Drain, Theodore R (392P)
theodore.r.drain at jpl.nasa.gov
Thu Feb 8 16:47:17 EST 2018
FYI for anyone interested - we already submitted (around the time of the first unit submit code in 2009) a mock of up our unit and time classes, with converters and tickers which is located in matplotlib/testing/jpl_units/. It doesn't appear to be used in any tests anymore but it's there if anyone wants to look at it and was used in the original unit API testing.
I think everyone isn't in as much disagreement as it appears. The way MPL works right now, it's easy for dev's who aren't familiar with units to write code that works and appears correct, but fails for some cases like units. And they won't know that until a user runs into that case. So we should work to improve this situation. The solution will most likely be some combination of code changes, clearer dev docs, and more and better test cases.
I think a big problem is that the plots have no defined internal data representation. Since Python is untyped, it's easy to write code that works for one test case but fails others you might not think of. It also means that inside a plot method, a developer really doesn't know what functions they're allowed to use. Is the data variable a list? Is it unitized? Is it integers? floats? a numpy array?
That's why I'd propose that for any numeric data type, the unit converter must return a numpy array of floats. Then the plot code (and dev docs) can be very explicit about what functionality can be used and you can be sure that after the external->internal converter is run, you know what the data type is. If done properly, I think this actually makes the existing code simpler. We can have a sequence of converters that try to run on the input which would include "standard" types like lists and integers. So if a user puts in a Python list of integers, floats, numpy, or their own type, etc, the developer knows that once the converter at the top of the method runs, they have a numpy array of floats to work with and there is no guess as to what functions will work or not work.

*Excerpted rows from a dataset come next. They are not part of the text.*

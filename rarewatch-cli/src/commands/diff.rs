//! `rarewatch diff <snapshot>` — what a snapshot file would announce.

use std::path::PathBuf;

use anyhow::{bail, Context, Result};
use clap::Args;
use serde_json::json;

use rarewatch_core::SnapshotStore;
use rarewatch_notify::Announcement;
use rarewatch_sync::{reconcile_with, DiffStrategy};

use super::{print_announcement, state_store};

#[derive(Args, Debug)]
pub struct DiffArgs {
    /// Snapshot JSON to compare (bare creation array or stored document).
    pub snapshot: PathBuf,

    /// Snapshot to compare against (defaults to the configured state file).
    #[arg(long)]
    pub state: Option<PathBuf>,

    /// How new actions are told apart from known ones.
    #[arg(long, default_value_t = DiffStrategy::Positional)]
    pub strategy: DiffStrategy,

    /// Emit machine-readable JSON.
    #[arg(long)]
    pub json: bool,
}

impl DiffArgs {
    pub fn run(self) -> Result<()> {
        if !self.snapshot.exists() {
            bail!("snapshot file {} does not exist", self.snapshot.display());
        }
        let fresh = SnapshotStore::new(&self.snapshot)
            .load()
            .with_context(|| format!("failed to read {}", self.snapshot.display()))?;

        let store = state_store(self.state)?;
        let previous = store
            .load()
            .with_context(|| format!("failed to read {}", store.path().display()))?;

        let reconciliation = reconcile_with(&previous, &fresh, self.strategy);
        let announcements: Vec<Announcement> = reconciliation
            .actions
            .iter()
            .map(|new| Announcement::new(new.creation, new.action))
            .collect();

        if self.json {
            let payload = json!({
                "strategy": self.strategy,
                "summary": reconciliation.summary,
                "announcements": announcements,
            });
            println!(
                "{}",
                serde_json::to_string_pretty(&payload).context("failed to serialize diff JSON")?
            );
            return Ok(());
        }

        if announcements.is_empty() {
            println!("No new actions.");
        } else {
            for announcement in &announcements {
                print_announcement(announcement);
            }
        }

        let summary = &reconciliation.summary;
        println!(
            "{} new action(s) | {} new creation(s) | {} grown | {} shrunk | {} dropped",
            summary.new_actions, summary.unseen, summary.grown, summary.shrunk, summary.dropped,
        );
        Ok(())
    }
}
//! One update cycle: fetch → reconcile → persist → notify.
//!
//! The driver owns the only in-memory copy of the last snapshot and the only
//! handle that writes the snapshot store. The store is written before any
//! announcement goes out; if a save fails the announcements are still sent
//! and the failure is reported, so a later restart may repeat them.

use serde::Serialize;

use rarewatch_core::{ArtistId, Snapshot, SnapshotStore};
use rarewatch_notify::{Announcement, Notifier};
use rarewatch_source::CreationSource;
use rarewatch_sync::{reconcile_with, DiffStrategy, ReconcileSummary};

use crate::error::CycleError;

/// Outcome of one completed cycle.
#[derive(Debug, Clone, Default, PartialEq, Eq, Serialize)]
pub struct CycleReport {
    /// Creations returned by the source.
    pub fetched: usize,
    pub summary: ReconcileSummary,
    /// Announcements delivered.
    pub announced: usize,
    pub failed_notifications: usize,
    pub persisted: bool,
}

pub struct Driver {
    source: Box<dyn CreationSource>,
    notifier: Box<dyn Notifier>,
    store: SnapshotStore,
    artist: ArtistId,
    strategy: DiffStrategy,
    last: Option<Snapshot>,
}

impl Driver {
    pub fn new(
        source: Box<dyn CreationSource>,
        notifier: Box<dyn Notifier>,
        store: SnapshotStore,
        artist: ArtistId,
    ) -> Self {
        Self {
            source,
            notifier,
            store,
            artist,
            strategy: DiffStrategy::default(),
            last: None,
        }
    }

    pub fn with_strategy(mut self, strategy: DiffStrategy) -> Self {
        self.strategy = strategy;
        self
    }

    pub fn artist(&self) -> &ArtistId {
        &self.artist
    }

    /// The snapshot the next cycle will be compared against, once seeded.
    pub fn last_snapshot(&self) -> Option<&Snapshot> {
        self.last.as_ref()
    }

    /// Load the stored snapshot if nothing is held in memory yet.
    ///
    /// A corrupt state file is returned as an error rather than treated as
    /// empty, which would re-announce the artist's entire history.
    pub fn seed(&mut self) -> Result<&Snapshot, CycleError> {
        if self.last.is_none() {
            let stored = self.store.load()?;
            tracing::info!(
                path = %self.store.path().display(),
                creations = stored.len(),
                actions = stored.action_count(),
                "loaded stored snapshot",
            );
            self.last = Some(stored);
        }
        Ok(self.last.get_or_insert_with(Snapshot::default))
    }

    /// Ask the source for the current state. Touches nothing.
    pub async fn fetch(&self) -> Result<Snapshot, CycleError> {
        tracing::debug!(
            artist = %self.artist,
            source = self.source.name(),
            "fetching creations",
        );
        Ok(self.source.fetch_creations(&self.artist).await?)
    }

    /// Full cycle.
    pub async fn run_cycle(&mut self) -> Result<CycleReport, CycleError> {
        self.seed()?;
        let fresh = self.fetch().await?;
        self.apply(fresh).await
    }

    /// Reconcile `fresh` against the held snapshot, persist it, replace the
    /// held snapshot, then announce every new action in order.
    pub async fn apply(&mut self, fresh: Snapshot) -> Result<CycleReport, CycleError> {
        self.seed()?;
        let previous = self.last.take().unwrap_or_default();

        if fresh.is_empty() && !previous.is_empty() {
            tracing::warn!(
                artist = %self.artist,
                previous = previous.len(),
                "source returned no creations; stored snapshot will be emptied",
            );
        }

        let (announcements, summary) = {
            let reconciliation = reconcile_with(&previous, &fresh, self.strategy);
            let announcements: Vec<Announcement> = reconciliation
                .actions
                .iter()
                .map(|new| Announcement::new(new.creation, new.action))
                .collect();
            (announcements, reconciliation.summary)
        };
        if summary.shrunk > 0 {
            tracing::warn!(
                shrunk = summary.shrunk,
                "action history got shorter for some creations; nothing announced for them",
            );
        }
        tracing::info!(
            creations = summary.seen,
            unseen = summary.unseen,
            grown = summary.grown,
            dropped = summary.dropped,
            new_actions = summary.new_actions,
            "reconciled snapshot",
        );

        let mut report = CycleReport {
            fetched: fresh.len(),
            summary,
            ..CycleReport::default()
        };

        let persist_error = match self.persist(&fresh).await {
            Ok(()) => {
                report.persisted = true;
                None
            }
            Err(err) => {
                tracing::error!(
                    path = %self.store.path().display(),
                    error = %err,
                    "failed to persist snapshot; these announcements may repeat after a restart",
                );
                Some(err)
            }
        };
        self.last = Some(fresh);

        for announcement in &announcements {
            match self.notifier.notify(announcement).await {
                Ok(()) => report.announced += 1,
                Err(err) => {
                    report.failed_notifications += 1;
                    tracing::warn!(
                        creation = %announcement.creation_name,
                        action = %announcement.description,
                        error = %err,
                        "announcement not delivered",
                    );
                }
            }
        }

        match persist_error {
            Some(source) => Err(CycleError::Persist { source, report }),
            None => Ok(report),
        }
    }

    /// Reconcile without persisting or announcing.
    pub async fn preview(&mut self) -> Result<Vec<Announcement>, CycleError> {
        self.seed()?;
        let fresh = self.fetch().await?;
        let strategy = self.strategy;
        let previous = self.seed()?;
        Ok(reconcile_with(previous, &fresh, strategy)
            .actions
            .iter()
            .map(|new| Announcement::new(new.creation, new.action))
            .collect())
    }

    async fn persist(&self, snapshot: &Snapshot) -> Result<(), rarewatch_core::StoreError> {
        let store = self.store.clone();
        let snapshot = snapshot.clone();
        match tokio::task::spawn_blocking(move || store.save(&snapshot)).await {
            Ok(result) => result,
            Err(err) => Err(rarewatch_core::StoreError::Io {
                path: self.store.path().to_path_buf(),
                source: std::io::Error::other(format!("persist task join failure: {err}")),
            }),
        }
    }
}
//! Announcement payload and its chat embed rendering.

use serde::{Deserialize, Serialize};

use rarewatch_core::{Action, Creation};

/// Embed side-bar colour.
pub const EMBED_COLOR: u32 = 0x00FF00;

/// Everything a sink needs to announce one new action.
#[derive(Debug, Clone, PartialEq, Eq, Serialize, Deserialize)]
pub struct Announcement {
    pub creation_name: String,
    pub creation_url: String,
    pub description: String,
    #[serde(skip_serializing_if = "Option::is_none")]
    pub image_url: Option<String>,
    #[serde(skip_serializing_if = "Option::is_none")]
    pub transaction_id: Option<String>,
    #[serde(skip_serializing_if = "Option::is_none")]
    pub transaction_url: Option<String>,
}

impl Announcement {
    pub fn new(creation: &Creation, action: &Action) -> Self {
        Self {
            creation_name: creation.name.clone(),
            creation_url: creation.url.clone(),
            description: action.description.clone(),
            image_url: creation.image_url().map(str::to_string),
            transaction_id: action.transaction_id.clone(),
            transaction_url: action.transaction_url(),
        }
    }

    /// Render as a chat embed, optionally signed by `author`.
    pub fn to_embed(&self, author: Option<&EmbedAuthor>) -> Embed {
        let fields = match (&self.transaction_id, &self.transaction_url) {
            (Some(id), Some(url)) => vec![EmbedField {
                name: "Transaction".to_string(),
                value: format!("[{id}]({url})"),
                inline: false,
            }],
            _ => Vec::new(),
        };

        Embed {
            title: self.creation_name.clone(),
            description: self.description.clone(),
            url: self.creation_url.clone(),
            color: EMBED_COLOR,
            author: author.cloned(),
            thumbnail: self.image_url.clone().map(|url| EmbedImage { url }),
            fields,
        }
    }
}

// ---------------------------------------------------------------------------
// Embed wire types
// ---------------------------------------------------------------------------

#[derive(Debug, Clone, PartialEq, Eq, Serialize, Deserialize)]
pub struct Embed {
    pub title: String,
    pub description: String,
    pub url: String,
    pub color: u32,
    #[serde(skip_serializing_if = "Option::is_none")]
    pub author: Option<EmbedAuthor>,
    #[serde(skip_serializing_if = "Option::is_none")]
    pub thumbnail: Option<EmbedImage>,
    #[serde(skip_serializing_if = "Vec::is_empty", default)]
    pub fields: Vec<EmbedField>,
}

#[derive(Debug, Clone, PartialEq, Eq, Serialize, Deserialize)]
pub struct EmbedAuthor {
    pub name: String,
    #[serde(skip_serializing_if = "Option::is_none")]
    pub icon_url: Option<String>,
}

#[derive(Debug, Clone, PartialEq, Eq, Serialize, Deserialize)]
pub struct EmbedImage {
    pub url: String,
}

#[derive(Debug, Clone, PartialEq, Eq, Serialize, Deserialize)]
pub struct EmbedField {
    pub name: String,
    pub value: String,
    #[serde(default)]
    pub inline: bool,
}
//! Snapshot reconciliation.
//!
//! Histories are treated as append-only: for a creation that was already
//! known, the new actions are the suffix past the previously stored length.
//! A creation never seen before contributes its whole history. Nothing is
//! emitted for histories that stayed the same length or shrank, and creations
//! that disappeared are ignored.
//!
//! Output order: creations in the new snapshot's (display) order, each
//! creation's actions oldest-first.

use std::collections::HashSet;
use std::fmt;
use std::str::FromStr;

use serde::{Deserialize, Serialize};
use thiserror::Error;

use rarewatch_core::{Action, Creation, Snapshot};

/// How a known creation's old and new histories are compared.
#[derive(Debug, Clone, Copy, PartialEq, Eq, Default, Serialize, Deserialize)]
#[serde(rename_all = "lowercase")]
pub enum DiffStrategy {
    /// Only the tail past the previous length is new.
    #[default]
    Positional,
    /// Set difference on transaction ids when every action on both sides has
    /// one; positional otherwise.
    #[serde(alias = "transaction-keyed")]
    Transaction,
}

impl fmt::Display for DiffStrategy {
    fn fmt(&self, f: &mut fmt::Formatter<'_>) -> fmt::Result {
        match self {
            DiffStrategy::Positional => write!(f, "positional"),
            DiffStrategy::Transaction => write!(f, "transaction"),
        }
    }
}

#[derive(Debug, Clone, PartialEq, Eq, Error)]
#[error("unknown diff strategy '{0}'; expected: positional, transaction")]
pub struct ParseStrategyError(pub String);

impl FromStr for DiffStrategy {
    type Err = ParseStrategyError;

    fn from_str(s: &str) -> Result<Self, Self::Err> {
        match s.trim().to_ascii_lowercase().as_str() {
            "positional" => Ok(DiffStrategy::Positional),
            "transaction" | "transaction-keyed" => Ok(DiffStrategy::Transaction),
            other => Err(ParseStrategyError(other.to_string())),
        }
    }
}

/// One action that appeared since the previous snapshot.
#[derive(Debug, Clone, Copy, PartialEq, Eq)]
pub struct NewAction<'a> {
    pub creation: &'a Creation,
    pub action: &'a Action,
}

/// Per-run counters, for logging.
#[derive(Debug, Clone, Default, PartialEq, Eq, Serialize)]
pub struct ReconcileSummary {
    /// Creations in the new snapshot.
    pub seen: usize,
    /// Creations with no match in the old snapshot.
    pub unseen: usize,
    /// Matched creations whose history grew.
    pub grown: usize,
    /// Matched creations whose history got shorter.
    pub shrunk: usize,
    /// Old creations missing from the new snapshot.
    pub dropped: usize,
    pub new_actions: usize,
}

/// Result of [`reconcile_with`].
#[derive(Debug, Clone, Default, PartialEq, Eq)]
pub struct Reconciliation<'a> {
    pub actions: Vec<NewAction<'a>>,
    pub summary: ReconcileSummary,
}

/// Every action in `new` that is not yet in `old`, positional rule.
pub fn reconcile<'a>(old: &Snapshot, new: &'a Snapshot) -> Vec<NewAction<'a>> {
    reconcile_with(old, new, DiffStrategy::Positional).actions
}

/// Every action in `new` that is not yet in `old`, using `strategy`.
///
/// Never fails and never mutates either snapshot.
pub fn reconcile_with<'a>(
    old: &Snapshot,
    new: &'a Snapshot,
    strategy: DiffStrategy,
) -> Reconciliation<'a> {
    let mut out = Reconciliation::default();
    out.summary.seen = new.len();

    for creation in new {
        let fresh: Vec<&Action> = match old.find(&creation.url) {
            None => {
                out.summary.unseen += 1;
                creation.actions.iter().collect()
            }
            Some(previous) => {
                let (old_len, new_len) = (previous.actions.len(), creation.actions.len());
                if new_len < old_len {
                    out.summary.shrunk += 1;
                    tracing::debug!(
                        "history of {} shrank from {} to {} actions",
                        creation.url,
                        old_len,
                        new_len
                    );
                }
                let fresh = match strategy {
                    DiffStrategy::Transaction if fully_keyed(previous) && fully_keyed(creation) => {
                        keyed_difference(previous, creation)
                    }
                    _ => positional_suffix(previous, creation),
                };
                if new_len > old_len {
                    out.summary.grown += 1;
                }
                fresh
            }
        };

        out.actions
            .extend(fresh.into_iter().map(|action| NewAction { creation, action }));
    }

    out.summary.dropped = old.iter().filter(|c| new.find(&c.url).is_none()).count();
    out.summary.new_actions = out.actions.len();
    out
}

fn positional_suffix<'a>(old: &Creation, new: &'a Creation) -> Vec<&'a Action> {
    new.actions
        .get(old.actions.len()..)
        .map(|tail| tail.iter().collect())
        .unwrap_or_default()
}

fn fully_keyed(creation: &Creation) -> bool {
    creation
        .actions
        .iter()
        .all(|a| a.transaction_id.as_deref().is_some_and(|id| !id.is_empty()))
}

fn keyed_difference<'a>(old: &Creation, new: &'a Creation) -> Vec<&'a Action> {
    let known: HashSet<&str> = old
        .actions
        .iter()
        .filter_map(|a| a.transaction_id.as_deref())
        .collect();
    new.actions
        .iter()
        .filter(|a| {
            a.transaction_id
                .as_deref()
                .is_some_and(|id| !known.contains(id))
        })
        .collect()
}
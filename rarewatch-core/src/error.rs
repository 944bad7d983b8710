//! Error types for rarewatch-core.

use std::path::PathBuf;

use thiserror::Error;

/// All errors that can arise from snapshot store operations.
#[derive(Debug, Error)]
pub enum StoreError {
    /// Underlying I/O failure, with annotated path for context.
    #[error("I/O error at {path}: {source}")]
    Io {
        path: PathBuf,
        #[source]
        source: std::io::Error,
    },

    /// The state file exists but does not decode into a snapshot.
    #[error("snapshot state at {path} is corrupt: {source}")]
    Corrupt {
        path: PathBuf,
        #[source]
        source: serde_json::Error,
    },

    /// JSON serialization error (save path).
    #[error("snapshot JSON error: {0}")]
    Json(#[from] serde_json::Error),

    /// `dirs::home_dir()` returned `None`.
    #[error("cannot determine home directory; set $HOME or equivalent")]
    HomeNotFound,
}

impl StoreError {
    pub fn is_corrupt(&self) -> bool {
        matches!(self, StoreError::Corrupt { .. })
    }
}

/// Convenience constructor for [`StoreError::Io`].
pub(crate) fn io_err(path: impl Into<PathBuf>, source: std::io::Error) -> StoreError {
    StoreError::Io {
        path: path.into(),
        source,
    }
}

If this works, then it can be "the one way" to write a plot function for numeric data and every method can have the conversion as the first step.
Ted
ps: I think this dev list is the best forum for this discussion unless you can arrange a conference where we can all meet up. I find gitter is too hard to follow unless you're watching it in real time. A forum thread would be better IMO, but we don't have that.
________________________________________
From: Nathan Goldbaum <nathan12343 at gmail.com>
Sent: Thursday, February 8, 2018 12:13 PM
To: Drain, Theodore R (392P)
Cc: matplotlib development list
Subject: Re: [Matplotlib-devel] Units discussion...
On Thu, Feb 8, 2018 at 1:08 PM, Drain, Theodore R (392P) <theodore.r.drain at jpl.nasa.gov<mailto:theodore.r.drain at jpl.nasa.gov>> wrote:
Does numpy subclassing really matter? If the docs say the unit converter must convert from the external type to the internal type, then as long as the converter does that, it doesn't matter what the external type is or what it inherits from right? The point is that the converter class is the only class manipulating the external data objects - MPL shouldn't care what they are or what they inherit from.
To make my statement more concrete, here's a matplotlib pull request that fixed a bug that only triggered for astropy and yt but not for pint:
https://github.com/matplotlib/matplotlib/pull/6622
In this case it was an issue because of difference in how NumPy's masked array deals with ndarray subclasses versus array wrapper classes.
I think one issue is that data types are malleable in the API right now. Lists, tuples, numpy, ints, floats, etc are all possible inputs in many/most cases. IMO, the unit API should not be malleable at all. The unit converter API should say that the return type of external->internal conversion is always a specific value type (e.g. list of float, numpy float 64 array).
Jody: IMO, your example should plot the data in inches in the first plot call, then convert the second input to inches and plot that. The plot calls supports the xunits keyword argument which tells the converter what floating point unit conversion to apply. If that keyword is not specified, then it defaults to the type of the input. The example that needs to be more clear is if I do this:
ax.plot( x1, y1, xunits="km" )
ax.plot( x2, y2, xunits="miles" )
IMO, either the floats are km or miles, not both. So either the first call sticks the converter to using km and the second xunits is ignored. Or the second input overrides the first and requires that the first artists go back through a conversion to miles. Either is a reasonable choice for behavior (but the first is much easier to implement).